── RECORD EXTRACTS
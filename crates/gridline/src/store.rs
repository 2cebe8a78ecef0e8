//! The external data store interface.
//!
//! The widget never fetches, caches, sorts, or filters data itself; all of
//! that belongs to a store implementing [`TableStore`]. The store is an
//! injected dependency (never a process-wide singleton) so tests can
//! substitute a scripted double. One store may serve many widgets, keyed by
//! a caller-supplied component identity.
//!
//! Commands are fire-and-forget: the widget emits its intent
//! (`request_data`, `sort_change`, `paginate`, `filter`) and the store is
//! expected to eventually answer with a `data_ready` or `data_error`
//! notification carrying the component identity. The store is responsible
//! for delivering only the latest request's outcome.

use std::collections::HashMap;
use std::sync::Arc;

use gridline_core::Signal;

use crate::schema::{ColumnSchema, Pagination, Row, RowClick, SortDirection, TableDefinition};

/// Identity of one widget instance at the store.
pub type ComponentId = String;

/// Opaque filter criteria handed to the store on each request.
pub type FilterCriteria = HashMap<String, String>;

/// Optional transform the store applies to incoming rows before storage.
pub type DataFormatter = Arc<dyn Fn(Vec<Row>) -> Vec<Row> + Send + Sync>;

/// Direction of a pagination command.
#[derive(Debug, Clone, Copy, PartialEq, Eq)]
pub enum PageDirection {
    /// Toward the beginning of the result set.
    Left,
    /// Toward the end of the result set.
    Right,
}

/// The store's notification channel.
///
/// Widgets connect to both signals on mount and disconnect on unmount;
/// each notification carries the component identity the outcome is for.
#[derive(Default)]
pub struct StoreSignals {
    /// Emitted when a fetch completed for a component.
    pub data_ready: Signal<ComponentId>,
    /// Emitted when a fetch failed for a component.
    pub data_error: Signal<ComponentId>,
}

impl StoreSignals {
    /// Creates a new set of store signals.
    pub fn new() -> Self {
        Self::default()
    }
}

/// The interface a table data store exposes to widgets.
///
/// Getters describe the store's current view for one component and are
/// pulled by the widget when a `data_ready` notification arrives. `None`
/// from [`get_data`](TableStore::get_data) means the store holds no row
/// set at all for the component; the widget treats that as an error,
/// whereas an empty `Vec` is a valid empty result.
pub trait TableStore: Send + Sync {
    /// Current rows for the component, or `None` if the store has none.
    fn get_data(&self, component_id: &str) -> Option<Vec<Row>>;

    /// Total row count across all pages.
    fn get_data_count(&self, component_id: &str) -> usize;

    /// Column schemas as currently held (sort directions included).
    fn get_col_definitions(&self, component_id: &str) -> Vec<ColumnSchema>;

    /// The active sort column index, if any.
    fn get_sort_col_index(&self, component_id: &str) -> Option<usize>;

    /// Row-click configuration, if rows are clickable.
    fn get_row_click_data(&self, component_id: &str) -> Option<RowClick>;

    /// Pagination window, if the table paginates.
    fn get_pagination_data(&self, component_id: &str) -> Option<Pagination>;

    /// The store's notification channel.
    fn signals(&self) -> &StoreSignals;

    /// Requests (re-)fetching data for the component.
    fn request_data(
        &self,
        component_id: &str,
        definition: &TableDefinition,
        formatter: Option<DataFormatter>,
        filters: &FilterCriteria,
    );

    /// Requests re-sorting by the given column and direction.
    fn sort_change(&self, component_id: &str, col_index: usize, direction: SortDirection);

    /// Requests paging one step in the given direction.
    fn paginate(&self, component_id: &str, direction: PageDirection);

    /// Requests re-filtering with the given quick-filter text.
    fn filter(&self, component_id: &str, text: &str);
}
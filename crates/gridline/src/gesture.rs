//! Click/drag disambiguation for row activation.
//!
//! A pointer press arms the tracker with its origin x-coordinate; the
//! matching release resolves to either a click or a drag based on how far
//! the pointer travelled horizontally. Text selection inside a row looks
//! exactly like a click at the event level, so activation must be
//! suppressed once the travel distance crosses the threshold.

/// Maximum horizontal travel, in pixels, for a press/release pair to count
/// as a click. Travel of exactly this distance is still a click; anything
/// strictly greater is a drag.
pub const DRAG_THRESHOLD_PX: f32 = 10.0;

/// The resolution of a press/release pair.
#[derive(Debug, Clone, Copy, PartialEq, Eq)]
pub enum ClickOutcome {
    /// Travel within the threshold; activate the row.
    Click,
    /// Travel beyond the threshold; suppress activation.
    Drag,
}

/// Pure distance-threshold decision for a press at `origin_x` released at
/// `release_x`.
pub fn classify_release(origin_x: f32, release_x: f32) -> ClickOutcome {
    if (release_x - origin_x).abs() > DRAG_THRESHOLD_PX {
        ClickOutcome::Drag
    } else {
        ClickOutcome::Click
    }
}

/// Two-state tracker: idle until a press arms it with an origin, then
/// resolved (back to idle) by the matching release.
#[derive(Debug, Default)]
pub struct GestureTracker {
    origin_x: Option<f32>,
}

impl GestureTracker {
    /// Creates an idle tracker.
    pub fn new() -> Self {
        Self::default()
    }

    /// Arms the tracker with the press origin. A second press before a
    /// release simply re-arms with the new origin.
    pub fn press(&mut self, x: f32) {
        self.origin_x = Some(x);
    }

    /// Returns `true` if a press has been recorded and not yet resolved.
    pub fn is_armed(&self) -> bool {
        self.origin_x.is_some()
    }

    /// Resolves the gesture at the release coordinate and returns the
    /// tracker to idle.
    ///
    /// A release with no recorded press resolves as a click: there is no
    /// origin to measure drag distance from.
    pub fn release(&mut self, x: f32) -> ClickOutcome {
        match self.origin_x.take() {
            Some(origin_x) => classify_release(origin_x, x),
            None => ClickOutcome::Click,
        }
    }
}

#[cfg(test)]
mod tests {
    use super::*;

    #[test]
    fn test_exact_threshold_is_click() {
        assert_eq!(classify_release(100.0, 110.0), ClickOutcome::Click);
        assert_eq!(classify_release(100.0, 90.0), ClickOutcome::Click);
    }

    #[test]
    fn test_beyond_threshold_is_drag() {
        assert_eq!(classify_release(100.0, 111.0), ClickOutcome::Drag);
        assert_eq!(classify_release(100.0, 89.0), ClickOutcome::Drag);
    }

    #[test]
    fn test_tracker_arms_and_resolves() {
        let mut tracker = GestureTracker::new();
        assert!(!tracker.is_armed());

        tracker.press(100.0);
        assert!(tracker.is_armed());

        assert_eq!(tracker.release(105.0), ClickOutcome::Click);
        assert!(!tracker.is_armed());
    }

    #[test]
    fn test_release_without_press_is_click() {
        let mut tracker = GestureTracker::new();
        assert_eq!(tracker.release(500.0), ClickOutcome::Click);
    }

    #[test]
    fn test_second_press_rearms_origin() {
        let mut tracker = GestureTracker::new();
        tracker.press(0.0);
        tracker.press(120.0);
        assert_eq!(tracker.release(110.0), ClickOutcome::Click);
    }
}
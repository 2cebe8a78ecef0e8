//! Cell rendering: raw values to displayable cell descriptions.
//!
//! [`render_cell`] is a pure function; it takes the current time explicitly
//! so the status threshold can be tested deterministically. The widget
//! supplies wall-clock time when building its body.

use chrono::{TimeZone, Utc};

use crate::schema::{CellValue, ColumnSchema, DataType};

/// How long, in milliseconds, an online row's last-seen timestamp may lag
/// behind the current time and still show the on-indicator (15 minutes).
/// Elapsed time strictly below this renders on; at or above renders off.
pub const ONLINE_THRESHOLD_MS: i64 = 900_000;

/// The on/off state of a status cell's indicator.
#[derive(Debug, Clone, Copy, PartialEq, Eq)]
pub enum StatusIndicator {
    /// Row is online and recently seen.
    On,
    /// Row is offline, or its last-seen timestamp is stale.
    Off,
}

/// A renderable cell description: display text, optional hover text, and
/// an optional status indicator for status columns.
#[derive(Debug, Clone, PartialEq, Eq)]
pub struct RenderedCell {
    /// The formatted display text.
    pub text: String,
    /// Hover text, when the column has a hover property with a value.
    pub hover: Option<String>,
    /// Status indicator; present only for status columns.
    pub indicator: Option<StatusIndicator>,
}

/// Renders one cell from its raw value and owning column schema.
///
/// Dispatches exhaustively on the column's [`DataType`]:
/// - `String`/`Number`: the value's display text, verbatim;
/// - `Time`: the timestamp reformatted with the column's time format;
/// - `Percent`: the value's display text with a `%` suffix;
/// - `Status`: the timestamp reformatted as for `Time`, plus an indicator
///   that is on only when the row is explicitly online and was seen within
///   [`ONLINE_THRESHOLD_MS`] of `now_ms`.
pub fn render_cell(
    value: &CellValue,
    col: &ColumnSchema,
    hover: Option<String>,
    now_ms: i64,
) -> RenderedCell {
    let (text, indicator) = match col.data_type {
        DataType::String | DataType::Number => (value.display_text().unwrap_or_default(), None),
        DataType::Time => (format_timestamp(value, col), None),
        DataType::Percent => (
            value
                .display_text()
                .map(|text| format!("{text}%"))
                .unwrap_or_default(),
            None,
        ),
        DataType::Status => (
            format_timestamp(value, col),
            Some(status_indicator(value, now_ms)),
        ),
    };

    RenderedCell {
        text,
        hover,
        indicator,
    }
}

/// Formats a timestamp value with the column's time format pattern.
///
/// Values without a timestamp, or columns without a pattern, fall back to
/// the value's plain display text.
fn format_timestamp(value: &CellValue, col: &ColumnSchema) -> String {
    let fallback = || value.display_text().unwrap_or_default();
    let Some(ts) = value.as_timestamp() else {
        return fallback();
    };
    match (&col.time_format, Utc.timestamp_millis_opt(ts).single()) {
        (Some(pattern), Some(datetime)) => datetime.format(pattern).to_string(),
        _ => fallback(),
    }
}

fn status_indicator(value: &CellValue, now_ms: i64) -> StatusIndicator {
    match value {
        CellValue::Status {
            timestamp,
            online: true,
        } if now_ms - timestamp < ONLINE_THRESHOLD_MS => StatusIndicator::On,
        _ => StatusIndicator::Off,
    }
}
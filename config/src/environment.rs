use std::fmt;
use std::io;
use std::str::FromStr;

/// Name of the environment variable selecting the runtime environment.
const APP_ENVIRONMENT_ENV_NAME: &str = "APP_ENVIRONMENT";

const DEV_ENV_NAME: &str = "dev";

const PROD_ENV_NAME: &str = "prod";

/// Runtime environment a block set is executed in.
///
/// The environment selects which configuration overrides file is loaded and how logs are
/// rendered (human readable in [`Environment::Dev`], JSON in [`Environment::Prod`]).
#[derive(Debug, Clone, Copy, PartialEq, Eq)]
pub enum Environment {
    Dev,
    Prod,
}

impl Environment {
    /// Loads the environment from `APP_ENVIRONMENT`, defaulting to [`Environment::Dev`].
    pub fn load() -> Result<Environment, io::Error> {
        match std::env::var(APP_ENVIRONMENT_ENV_NAME) {
            Ok(value) => value.parse(),
            Err(_) => Ok(Environment::Dev),
        }
    }

    pub fn as_str(&self) -> &'static str {
        match self {
            Environment::Dev => DEV_ENV_NAME,
            Environment::Prod => PROD_ENV_NAME,
        }
    }

    pub fn is_prod(&self) -> bool {
        matches!(self, Environment::Prod)
    }
}

impl fmt::Display for Environment {
    fn fmt(&self, f: &mut fmt::Formatter<'_>) -> fmt::Result {
        f.write_str(self.as_str())
    }
}

impl FromStr for Environment {
    type Err = io::Error;

    /// Parses `dev` or `prod`, case-insensitively.
    fn from_str(s: &str) -> Result<Self, Self::Err> {
        match s.to_lowercase().as_str() {
            DEV_ENV_NAME => Ok(Self::Dev),
            PROD_ENV_NAME => Ok(Self::Prod),
            other => Err(io::Error::other(format!(
                "{other} is not a supported environment. Use either `{DEV_ENV_NAME}` or `{PROD_ENV_NAME}`.",
            ))),
        }
    }
}

#[cfg(test)]
mod tests {
    use super::*;

    #[test]
    fn parses_known_environments_case_insensitively() {
        assert_eq!("dev".parse::<Environment>().unwrap(), Environment::Dev);
        assert_eq!("PROD".parse::<Environment>().unwrap(), Environment::Prod);
    }

    #[test]
    fn rejects_unknown_environment() {
        let err = "staging".parse::<Environment>().unwrap_err();
        assert!(err.to_string().contains("staging"));
    }
}
//! Runs shell commands as a block set, like a shell pipeline.
//!
//! ```text
//! cargo run -p blockset --example shell_pipeline -- 'seq 1 100000' 'grep 7' 'wc -l'
//! ```
//!
//! The first Ctrl+C drains the pipeline from the last command to the first, the second one
//! stops it right away.

use std::error::Error;
use std::path::PathBuf;
use std::sync::Arc;

use blockset::BlockSetConfig;
use blockset::block::{IoBlock, ProcessBlock};
use blockset::error::ErrorKind;
use blockset::extract_load::ExtractLoadBlocks;
use blockset::set::BlockSet;
use clap::Parser;
use config::{Environment, load_config_from};
use telemetry::init_tracing;
use tokio::process::Command;
use tokio::signal::ctrl_c;
use tracing::{info, warn};

#[derive(Parser, Debug)]
#[command(author, version, about, long_about = None)]
struct Args {
    /// Directory holding `base` and environment configuration files, overrides the flags below.
    #[arg(long)]
    config_dir: Option<PathBuf>,

    /// Time in milliseconds each command is given to exit after the first Ctrl+C.
    #[arg(long, default_value_t = BlockSetConfig::DEFAULT_GRACE_PERIOD_MS)]
    grace_period_ms: u64,

    /// Capacity in bytes of the pipes between commands.
    #[arg(long, default_value_t = BlockSetConfig::DEFAULT_PIPE_BUFFER_SIZE)]
    pipe_buffer_size: usize,

    /// Shell commands, from the one producing data to the one consuming it.
    #[arg(required = true, num_args = 1..)]
    commands: Vec<String>,
}

#[tokio::main]
async fn main() -> Result<(), Box<dyn Error>> {
    let _log_flusher = init_tracing("shell_pipeline")?;

    main_impl().await
}

async fn main_impl() -> Result<(), Box<dyn Error>> {
    let args = Args::parse();

    let config = match &args.config_dir {
        Some(dir) => load_config_from::<BlockSetConfig>(dir, Environment::load()?)?,
        None => BlockSetConfig {
            pipe_buffer_size: args.pipe_buffer_size,
            grace_period_ms: args.grace_period_ms,
        },
    };

    info!(
        commands = args.commands.len(),
        pipe_buffer_size = config.pipe_buffer_size,
        grace_period_ms = config.grace_period_ms,
        "starting shell pipeline"
    );

    let set = Arc::new(ExtractLoadBlocks::with_config(
        shell_blocks(&args.commands),
        config,
    ));
    set.validate_set()?;

    let runner = tokio::spawn({
        let set = set.clone();
        async move { set.run().await }
    });
    let interrupts = tokio::spawn(handle_interrupts(set.clone()));

    let result = runner.await;
    interrupts.abort();

    match result {
        Ok(Ok(())) => info!("shell pipeline completed"),
        Ok(Err(err)) if err.kind() == ErrorKind::BlockSetTerminated => {
            warn!("shell pipeline was terminated")
        }
        Ok(Err(err)) => return Err(err.into()),
        Err(err) => return Err(err.into()),
    }

    for report in set.outcomes().unwrap_or_default() {
        info!(block = %report.name, outcome = ?report.outcome, "block outcome");
    }

    Ok(())
}

/// Wraps every command in a [`ProcessBlock`] running it through `sh -c`.
fn shell_blocks(commands: &[String]) -> Vec<Box<dyn IoBlock>> {
    let last = commands.len().saturating_sub(1);

    commands
        .iter()
        .enumerate()
        .map(|(position, script)| {
            let program = script.split_whitespace().next().unwrap_or("sh");
            let mut command = Command::new("sh");
            command.arg("-c").arg(script);

            let block = ProcessBlock::new(
                format!("{position}-{program}"),
                command,
                position > 0,
                position < last,
            );

            Box::new(block) as Box<dyn IoBlock>
        })
        .collect()
}

async fn handle_interrupts(set: Arc<ExtractLoadBlocks>) {
    if ctrl_c().await.is_err() {
        return;
    }

    info!("interrupt received, draining the pipeline, press Ctrl+C again to stop it now");

    tokio::select! {
        _ = set.terminate(true) => {}
        Ok(()) = ctrl_c() => {
            warn!("second interrupt received, stopping the pipeline now");
            set.terminate(false).await;
        }
    }
}
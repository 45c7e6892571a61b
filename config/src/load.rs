use std::borrow::Cow;
use std::fmt;
use std::path::{Path, PathBuf};

use rust_cli_config::builder::{ConfigBuilder, DefaultState};
use serde::de::DeserializeOwned;
use thiserror::Error;

use crate::environment::Environment;

/// Supported extensions for base and environment configuration files.
const CONFIG_FILE_EXTENSIONS: &[&str] = &["yaml", "yml", "json"];

/// Prefix for environment variable configuration overrides.
const ENV_PREFIX: &str = "APP";

const ENV_PREFIX_SEPARATOR: &str = "_";

/// Separator for nested configuration keys in environment variables.
const ENV_SEPARATOR: &str = "__";

#[derive(Debug, Clone, Copy)]
enum ConfigFileKind {
    Base,
    Environment(Environment),
}

impl ConfigFileKind {
    fn stem(&self) -> Cow<'static, str> {
        match self {
            ConfigFileKind::Base => Cow::Borrowed("base"),
            ConfigFileKind::Environment(env) => Cow::Borrowed(env.as_str()),
        }
    }
}

impl fmt::Display for ConfigFileKind {
    fn fmt(&self, f: &mut fmt::Formatter<'_>) -> fmt::Result {
        match self {
            ConfigFileKind::Base => f.write_str("base configuration"),
            ConfigFileKind::Environment(env) => write!(f, "{env} environment configuration"),
        }
    }
}

/// Errors that can occur while loading configuration files and overrides.
#[derive(Debug, Error)]
pub enum LoadConfigError {
    #[error("configuration directory `{0}` does not exist")]
    MissingConfigurationDirectory(PathBuf),

    #[error("could not locate {kind_description} in `{directory}`; attempted: {attempted}")]
    ConfigurationFileMissing {
        kind_description: String,
        directory: PathBuf,
        attempted: String,
    },

    #[error("failed to load {kind_description} from `{path}`: {source}")]
    ConfigurationFileLoad {
        kind_description: String,
        path: PathBuf,
        source: rust_cli_config::ConfigError,
    },

    #[error("failed to deserialize configuration: {0}")]
    Deserialization(#[source] rust_cli_config::ConfigError),

    #[error("failed to build configuration: {0}")]
    Builder(#[source] rust_cli_config::ConfigError),
}

/// Loads hierarchical configuration from `directory`.
///
/// Layers, later ones winning: `base.(yaml|yml|json)`, `{environment}.(yaml|yml|json)`, then
/// `APP_`-prefixed environment variables. Nested keys use double underscores
/// (`APP_BLOCK_SET__GRACE_PERIOD_MS`).
pub fn load_config_from<T>(directory: &Path, environment: Environment) -> Result<T, LoadConfigError>
where
    T: DeserializeOwned,
{
    if !directory.is_dir() {
        return Err(LoadConfigError::MissingConfigurationDirectory(
            directory.to_path_buf(),
        ));
    }

    let base_file = find_configuration_file(directory, ConfigFileKind::Base)?;
    let environment_file =
        find_configuration_file(directory, ConfigFileKind::Environment(environment))?;

    let environment_source = rust_cli_config::Environment::with_prefix(ENV_PREFIX)
        .prefix_separator(ENV_PREFIX_SEPARATOR)
        .separator(ENV_SEPARATOR)
        .try_parsing(true);

    let builder = rust_cli_config::Config::builder()
        .add_source(rust_cli_config::File::from(base_file.clone()));
    validate_configuration_source(&builder, ConfigFileKind::Base, &base_file)?;

    let builder = builder.add_source(rust_cli_config::File::from(environment_file.clone()));
    validate_configuration_source(
        &builder,
        ConfigFileKind::Environment(environment),
        &environment_file,
    )?;

    let settings = builder
        .add_source(environment_source)
        .build()
        .map_err(LoadConfigError::Builder)?;

    settings
        .try_deserialize::<T>()
        .map_err(LoadConfigError::Deserialization)
}

fn find_configuration_file(
    directory: &Path,
    kind: ConfigFileKind,
) -> Result<PathBuf, LoadConfigError> {
    let stem = kind.stem();

    let attempted_paths = CONFIG_FILE_EXTENSIONS
        .iter()
        .map(|extension| directory.join(format!("{stem}.{extension}")))
        .collect::<Vec<_>>();

    if let Some(path) = attempted_paths.iter().find(|path| path.is_file()) {
        return Ok(path.clone());
    }

    let attempted = attempted_paths
        .iter()
        .map(|path| format!("`{}`", path.display()))
        .collect::<Vec<_>>()
        .join(", ");

    Err(LoadConfigError::ConfigurationFileMissing {
        kind_description: kind.to_string(),
        directory: directory.to_path_buf(),
        attempted,
    })
}

/// Builds the configuration accumulated so far to attribute parse errors to `path`.
fn validate_configuration_source(
    builder: &ConfigBuilder<DefaultState>,
    kind: ConfigFileKind,
    path: &Path,
) -> Result<(), LoadConfigError> {
    builder
        .clone()
        .build()
        .map(|_| ())
        .map_err(|source| LoadConfigError::ConfigurationFileLoad {
            kind_description: kind.to_string(),
            path: path.to_path_buf(),
            source,
        })
}

#[cfg(test)]
mod tests {
    use std::fs;

    use serde::Deserialize;

    use super::*;
    use crate::shared::BlockSetConfig;

    #[derive(Debug, Deserialize)]
    struct TestConfig {
        block_set: BlockSetConfig,
    }

    #[test]
    fn environment_file_overrides_base_file() {
        let dir = tempfile::tempdir().unwrap();
        fs::write(
            dir.path().join("base.yaml"),
            "block_set:\n  pipe_buffer_size: 1024\n  grace_period_ms: 500\n",
        )
        .unwrap();
        fs::write(
            dir.path().join("prod.json"),
            serde_json::json!({ "block_set": { "grace_period_ms": 2000 } }).to_string(),
        )
        .unwrap();

        let config: TestConfig = load_config_from(dir.path(), Environment::Prod).unwrap();

        assert_eq!(config.block_set.pipe_buffer_size, 1024);
        assert_eq!(config.block_set.grace_period_ms, 2000);
    }

    #[test]
    fn missing_environment_file_is_reported() {
        let dir = tempfile::tempdir().unwrap();
        fs::write(dir.path().join("base.yaml"), "block_set: {}\n").unwrap();

        let err = load_config_from::<TestConfig>(dir.path(), Environment::Dev).unwrap_err();

        assert!(matches!(
            err,
            LoadConfigError::ConfigurationFileMissing { .. }
        ));
        assert!(err.to_string().contains("dev environment configuration"));
    }

    #[test]
    fn missing_directory_is_reported() {
        let dir = tempfile::tempdir().unwrap();
        let missing = dir.path().join("nope");

        let err = load_config_from::<TestConfig>(&missing, Environment::Dev).unwrap_err();

        assert!(matches!(err, LoadConfigError::MissingConfigurationDirectory(path) if path == missing));
    }

    #[test]
    fn malformed_file_is_attributed_to_its_path() {
        let dir = tempfile::tempdir().unwrap();
        fs::write(dir.path().join("base.yaml"), "block_set: [unclosed\n").unwrap();
        fs::write(dir.path().join("dev.yaml"), "{}\n").unwrap();

        let err = load_config_from::<TestConfig>(dir.path(), Environment::Dev).unwrap_err();

        match err {
            LoadConfigError::ConfigurationFileLoad { path, .. } => {
                assert_eq!(path, dir.path().join("base.yaml"))
            }
            other => panic!("unexpected error: {other}"),
        }
    }
}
────
Please give only the number of lines above that contain the word "exactly".

2